CAA News Today
News from the Art and Academic Worlds
posted Oct 28, 2015
Each week CAA News publishes summaries of eight articles, published around the web, that CAA members may find interesting and useful in their professional and creative lives.
How to Document Heritage Sites under Threat
A major conference in Berlin to be held November 19–20 will bring together advocates to discuss how digital technology is being used to preserve the world’s heritage sites. “Resilience through Innovation” has been organized by CyArk, a California-based nonprofit organization that uses digital scanning to create a free-to-access online three-dimensional archive of heritage sites. (Read more from the Art Newspaper.)
Ten Art-World Survival Tips They Didn’t Teach You in School
So you want to get a master of fine arts degree. But how well will your MFA program prepare you for life as a professional artist? The number of graduates from art MFA programs has doubled from 1987 to 2012, while BFA graduates have nearly tripled during the same time frame. Artnet News asked current students and recent graduates to share their advice for getting ahead. (Read more from Artnet News.)
A Look at the Museum of the Future
Museums are flirting with change that may be more revolutionary than at any other point in their history. The forces rocking the technology world—cheaper screens, miniaturized mechanics, and increased computing power—are prompting a rich period of experimentation in exhibition design. (Read more from the Wall Street Journal.)
The Digital Innovations Seven LA Museums Are Most Excited About
Even though museum collections often go back hundreds—even millions—of years, these visitor-reliant institutions must stay relevant in the twenty-first century. There is healthy debate about how much technology is too much, and when and where within a museum it is appropriate to use technology, but there is little debate about the fact that technology is here to stay. (Read more from the Los Angeles Times.)
Back to the Drawing Board: The Crafty Art Students Rejecting Digital
Once it had connotations of classroom cutting and sticking or haberdashery departments, but today the word “craft” represents a movement of makers investing time in mastering skills, experimenting with design, and laboring over one handmade object at a time. Against a backdrop of the 3D printing revolution, craft is still going strong, and many young people across the UK are still interested in learning traditional techniques such as stone carving, silver smithing, and wood work. (Read more from the Guardian.)
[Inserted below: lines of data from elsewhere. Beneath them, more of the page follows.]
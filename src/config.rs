// src/config.rs

//! Configuration loading utilities.
//!
//! The TOML file carries everything except the Instagram login, which
//! comes from the environment (optionally seeded from a `.env` file).

use std::path::Path;

use crate::error::{AppError, Result};
use crate::models::Config;

pub const USERNAME_VAR: &str = "INSTAGRAM_USERNAME";
pub const PASSWORD_VAR: &str = "INSTAGRAM_PASSWORD";

/// Instagram account login.
#[derive(Clone)]
pub struct InstagramCredentials {
    pub username: String,
    pub password: String,
}

impl std::fmt::Debug for InstagramCredentials {
    fn fmt(&self, f: &mut std::fmt::Formatter<'_>) -> std::fmt::Result {
        f.debug_struct("InstagramCredentials")
            .field("username", &self.username)
            .field("password", &"***")
            .finish()
    }
}

impl InstagramCredentials {
    /// Read credentials from the process environment, loading `.env` first.
    pub fn from_env() -> Result<Self> {
        if let Err(e) = dotenvy::dotenv() {
            if !e.not_found() {
                log::warn!("Failed to read .env file: {}", e);
            }
        }
        Self::from_lookup(|key| std::env::var(key).ok())
    }

    /// Build credentials from an arbitrary variable lookup.
    pub fn from_lookup(lookup: impl Fn(&str) -> Option<String>) -> Result<Self> {
        let read = |key: &str| {
            lookup(key)
                .filter(|v| !v.trim().is_empty())
                .ok_or_else(|| AppError::config(format!("{key} is not set")))
        };

        Ok(Self {
            username: read(USERNAME_VAR)?,
            password: read(PASSWORD_VAR)?,
        })
    }
}

/// Load and validate the configuration file.
///
/// Falls back to defaults if the file cannot be read.
pub fn load_config(path: &Path) -> Result<Config> {
    let config = Config::load_or_default(path);
    config
        .validate()
        .map_err(|e| AppError::config(format!("Invalid config {path:?}: {e}")))?;
    Ok(config)
}
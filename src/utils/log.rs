// src/utils/log.rs

//! Console progress helpers with server-style formatting.
//!
//! These sit on top of the `log` facade so level filtering stays with
//! whatever logger the binary installs.

/// Log an info message
pub fn info(message: &str) {
    ::log::info!("{}", message);
}

/// Log a warning message
pub fn warn(message: &str) {
    ::log::warn!("{}", message);
}

/// Log an error message
pub fn error(message: &str) {
    ::log::error!("{}", message);
}

/// Log a success message
pub fn success(message: &str) {
    ::log::info!("✓ {}", message);
}

/// Log a step in a process
pub fn step(step_num: usize, total: usize, message: &str) {
    ::log::info!("[STEP {}/{}] {}", step_num, total, message);
}

/// Log a separator line
pub fn separator() {
    ::log::info!("{}", "─".repeat(60));
}

/// Log a header
pub fn header(title: &str) {
    let border = "═".repeat(60);
    ::log::info!("{}", border);
    ::log::info!("  {}", title);
    ::log::info!("{}", border);
}

/// Log a sub-item (indented)
pub fn sub_item(message: &str) {
    ::log::info!("    {}", message);
}

/// Log a summary section
pub fn summary(title: &str, items: &[(&str, String)]) {
    ::log::info!("[SUMMARY] {}", title);
    for (key, value) in items {
        ::log::info!("    {}: {}", key, value);
    }
}
// src/lib.rs

//! instasheet library: Instagram posts and stories into a spreadsheet.

pub mod config;
pub mod error;
pub mod models;
pub mod pipeline;
pub mod services;
pub mod storage;
pub mod utils;
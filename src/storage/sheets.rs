//! Worksheet-backed target source and record sinks.

use std::sync::Arc;

use async_trait::async_trait;

use crate::error::{AppError, Result};
use crate::models::{RECORD_HEADER, Record, SheetsConfig};
use crate::services::{SheetProperties, SheetsApi, SheetsClient, requests};
use crate::storage::{RecordSink, TargetSource};
use crate::utils::a1_range;

/// One tab of the spreadsheet.
pub struct Worksheet {
    client: Arc<dyn SheetsApi>,
    properties: SheetProperties,
}

impl Worksheet {
    pub fn new(client: Arc<dyn SheetsApi>, properties: SheetProperties) -> Self {
        Self { client, properties }
    }

    /// Use the tab named `title` from `existing`. Never creates anything.
    pub fn open_existing(
        client: Arc<dyn SheetsApi>,
        existing: &[SheetProperties],
        title: &str,
    ) -> Result<Self> {
        existing
            .iter()
            .find(|s| s.title == title)
            .map(|properties| Self::new(client, properties.clone()))
            .ok_or_else(|| AppError::not_found(format!("worksheet {title}")))
    }

    /// Use the tab named `title` from `existing`, or add a `rows × cols` tab.
    ///
    /// A newly added tab gets `header` as its first row.
    pub async fn open_or_create(
        client: Arc<dyn SheetsApi>,
        existing: &[SheetProperties],
        title: &str,
        rows: u32,
        cols: u32,
        header: &[&str],
    ) -> Result<Self> {
        if let Some(properties) = existing.iter().find(|s| s.title == title) {
            log::debug!("Using existing worksheet {}", title);
            return Ok(Self::new(client, properties.clone()));
        }

        log::info!("Creating worksheet {} ({}x{})", title, rows, cols);
        let properties = client.add_sheet(title, rows, cols).await?;
        let row: Vec<String> = header.iter().map(|h| h.to_string()).collect();
        client.append_rows(title, &[row]).await?;
        Ok(Self::new(client, properties))
    }

    pub fn title(&self) -> &str {
        &self.properties.title
    }

    pub fn sheet_id(&self) -> i64 {
        self.properties.sheet_id
    }

    /// Re-read the grid size; appends can grow it.
    async fn current_properties(&self) -> Result<SheetProperties> {
        Ok(self
            .client
            .find_sheet(self.title())
            .await?
            .unwrap_or_else(|| self.properties.clone()))
    }

    /// Freeze row 1 and make it bold.
    pub async fn format_header(&self) -> Result<()> {
        let properties = self.current_properties().await?;
        let cols = properties.grid_properties.column_count.max(1);
        self.client
            .batch_update(vec![
                requests::freeze_rows(self.sheet_id(), 1),
                requests::bold_header(self.sheet_id(), cols),
            ])
            .await?;
        Ok(())
    }

    /// Put a basic filter over the whole grid. Returns the A1 range used.
    pub async fn add_filter(&self) -> Result<String> {
        let grid = self.current_properties().await?.grid_properties;
        let rows = grid.row_count.max(1);
        let cols = grid.column_count.max(1);
        let range = a1_range(cols, rows);

        self.client
            .batch_update(vec![requests::set_basic_filter(self.sheet_id(), rows, cols)])
            .await?;
        log::debug!("Filter set on {}!{}", self.title(), range);
        Ok(range)
    }
}

#[async_trait]
impl TargetSource for Worksheet {
    async fn read_targets(&self) -> Result<Vec<String>> {
        self.client.column_values(self.title(), 1).await
    }
}

#[async_trait]
impl RecordSink for Worksheet {
    fn name(&self) -> &str {
        self.title()
    }

    async fn append_records(&self, records: &[Record]) -> Result<usize> {
        let rows: Vec<Vec<String>> = records.iter().map(Record::to_row).collect();
        self.client.append_rows(self.title(), &rows).await?;
        Ok(rows.len())
    }

    async fn finish(&self) -> Result<()> {
        self.add_filter().await?;
        self.format_header().await
    }
}

/// The three worksheets a writing run touches.
pub struct Workbook {
    pub targets: Worksheet,
    pub posts: Worksheet,
    pub stories: Worksheet,
}

impl Workbook {
    /// Sheets client for the configured spreadsheet. Reads the key file only.
    pub fn connect(config: &SheetsConfig) -> Result<Arc<dyn SheetsApi>> {
        Ok(Arc::new(SheetsClient::from_config(config)?))
    }

    /// Open the input tab alone, read-only.
    pub async fn open_targets(
        client: Arc<dyn SheetsApi>,
        config: &SheetsConfig,
    ) -> Result<Worksheet> {
        let existing = client.list_sheets().await?;
        Worksheet::open_existing(client, &existing, &config.targets_sheet)
    }

    /// Open the input tab and make sure both output tabs exist.
    pub async fn open(client: Arc<dyn SheetsApi>, config: &SheetsConfig) -> Result<Self> {
        let existing = client.list_sheets().await?;
        let (rows, cols) = (config.new_sheet_rows, config.new_sheet_cols);

        let targets =
            Worksheet::open_existing(Arc::clone(&client), &existing, &config.targets_sheet)?;
        let posts = Worksheet::open_or_create(
            Arc::clone(&client),
            &existing,
            &config.posts_sheet,
            rows,
            cols,
            &RECORD_HEADER,
        )
        .await?;
        let stories = Worksheet::open_or_create(
            client,
            &existing,
            &config.stories_sheet,
            rows,
            cols,
            &RECORD_HEADER,
        )
        .await?;

        Ok(Self {
            targets,
            posts,
            stories,
        })
    }
}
For Obamas, a More Abstract Choice of Art
This past summer, President Barack Obama spent nearly an hour at the Whitney Museum of American Art, the nation’s largest repository of paintings and sketches by Edward Hopper. He also could have seen a few Hoppers at home. Two of the artist’s classic depictions of the American landscape—Cobb’s Barns, South Truro and Burly Cobb’s House, South Truro—now hang on the southeast side of the Oval Office and are part of a years-long shift by Obama and his wife, who have put their more modern aesthetic imprint on the White House. (Read more from the New York Times.)
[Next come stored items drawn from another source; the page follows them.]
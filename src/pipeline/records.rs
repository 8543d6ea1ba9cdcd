// src/pipeline/records.rs

//! Media to record mapping.

use chrono::{DateTime, Local, Utc};

use crate::models::{LINK_UNAVAILABLE, MediaItem, MediaKind, Record};

/// Render an instant as `YYYY-MM-DD-HH-MM` in local time.
pub fn format_timestamp(instant: DateTime<Utc>) -> String {
    instant
        .with_timezone(&Local)
        .format("%Y-%m-%d-%H-%M")
        .to_string()
}

/// Public URL of a feed post.
pub fn post_link(code: Option<&str>) -> String {
    match code {
        Some(code) if !code.is_empty() => format!("https://www.instagram.com/p/{code}/"),
        _ => LINK_UNAVAILABLE.to_string(),
    }
}

/// Public URL of a story.
pub fn story_link(username: &str, pk: &str) -> String {
    format!("https://www.instagram.com/stories/{username}/{pk}/")
}

/// One record per item, in input order.
pub fn map_records(
    items: &[MediaItem],
    kind: MediaKind,
    owner_id: &str,
    display_name: &str,
) -> Vec<Record> {
    if items.is_empty() {
        log::info!("User @{} does not have {} data.", display_name, kind);
        return Vec::new();
    }

    items
        .iter()
        .enumerate()
        .map(|(i, item)| {
            let link = match kind {
                MediaKind::Post => post_link(item.code.as_deref()),
                MediaKind::Story => story_link(display_name, &item.pk),
            };
            let formatted_timestamp = format_timestamp(item.taken_at);

            log::debug!(
                "@{} {} #{}: id={} date={} url={}",
                display_name,
                kind,
                i + 1,
                item.id,
                formatted_timestamp,
                link
            );

            Record {
                owner_id: owner_id.to_string(),
                display_name: display_name.to_string(),
                link,
                formatted_timestamp,
            }
        })
        .collect()
}

#[cfg(test)]
mod tests {
    use chrono::{Duration, TimeZone};
    use regex::Regex;

    use super::*;

    fn media(pk: &str, code: Option<&str>, minutes_ago: i64) -> MediaItem {
        MediaItem {
            id: format!("{pk}_42"),
            pk: pk.to_string(),
            code: code.map(str::to_string),
            taken_at: Utc::now() - Duration::minutes(minutes_ago),
        }
    }

    #[test]
    fn one_record_per_item_in_order() {
        let items = vec![
            media("1", Some("AAA"), 5),
            media("2", Some("BBB"), 50),
            media("3", None, 500),
        ];

        let records = map_records(&items, MediaKind::Post, "42", "alice");
        assert_eq!(records.len(), 3);

        let links: Vec<_> = records.iter().map(|r| r.link.as_str()).collect();
        assert_eq!(
            links,
            vec![
                "https://www.instagram.com/p/AAA/",
                "https://www.instagram.com/p/BBB/",
                LINK_UNAVAILABLE,
            ]
        );
        assert!(records.iter().all(|r| r.owner_id == "42" && r.display_name == "alice"));
    }

    #[test]
    fn timestamps_match_pattern() {
        let pattern = Regex::new(r"^\d{4}-\d{2}-\d{2}-\d{2}-\d{2}$").unwrap();
        let items = vec![media("1", Some("A"), 0), media("2", None, 60 * 24 * 3)];

        for record in map_records(&items, MediaKind::Post, "42", "alice") {
            assert!(
                pattern.is_match(&record.formatted_timestamp),
                "bad timestamp {}",
                record.formatted_timestamp
            );
        }
    }

    #[test]
    fn format_uses_local_time() {
        let instant = Utc.with_ymd_and_hms(2026, 3, 4, 5, 6, 7).unwrap();
        let expected = instant.with_timezone(&Local).format("%Y-%m-%d-%H-%M").to_string();
        assert_eq!(format_timestamp(instant), expected);
    }

    #[test]
    fn empty_code_is_unavailable() {
        assert_eq!(post_link(Some("")), LINK_UNAVAILABLE);
        assert_eq!(post_link(None), LINK_UNAVAILABLE);
        assert_eq!(post_link(Some("Cx1")), "https://www.instagram.com/p/Cx1/");
    }

    #[test]
    fn story_links_use_name_and_pk() {
        let items = vec![media("3301", None, 10), media("3302", Some("ignored"), 20)];
        let records = map_records(&items, MediaKind::Story, "42", "bob");

        assert_eq!(records[0].link, "https://www.instagram.com/stories/bob/3301/");
        assert_eq!(records[1].link, "https://www.instagram.com/stories/bob/3302/");
    }

    #[test]
    fn empty_input_maps_to_nothing() {
        assert!(map_records(&[], MediaKind::Story, "42", "bob").is_empty());
    }
}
Going through the Motions? The 2015 Survey of Faculty Workplace Engagement
Employee engagement is an important metric that can gauge how loyal and intrinsically interested people are in their work. So how engaged are faculty members, and how do they compare to other kinds of workers? A new Inside Higher Ed survey suggests that while faculty members over all aren’t actively engaged in their work, those at smaller, private institutions tend to be the most emotionally and intellectually connected to what they do. (Read more from Inside Higher Ed.)
The Academic Book as Expensive, Nihilistic Hobby
I just got word from my editor at Northwestern University Press that my first (and last) academic monograph, Kafka and Wittgenstein, has been sent to the printer. My feelings about this range from mild pride, to medium-grade nihilism, to wide-ranging annoyance at a publication model that still depends on a tenure system that is largely extinct. (Read more from Vitae.)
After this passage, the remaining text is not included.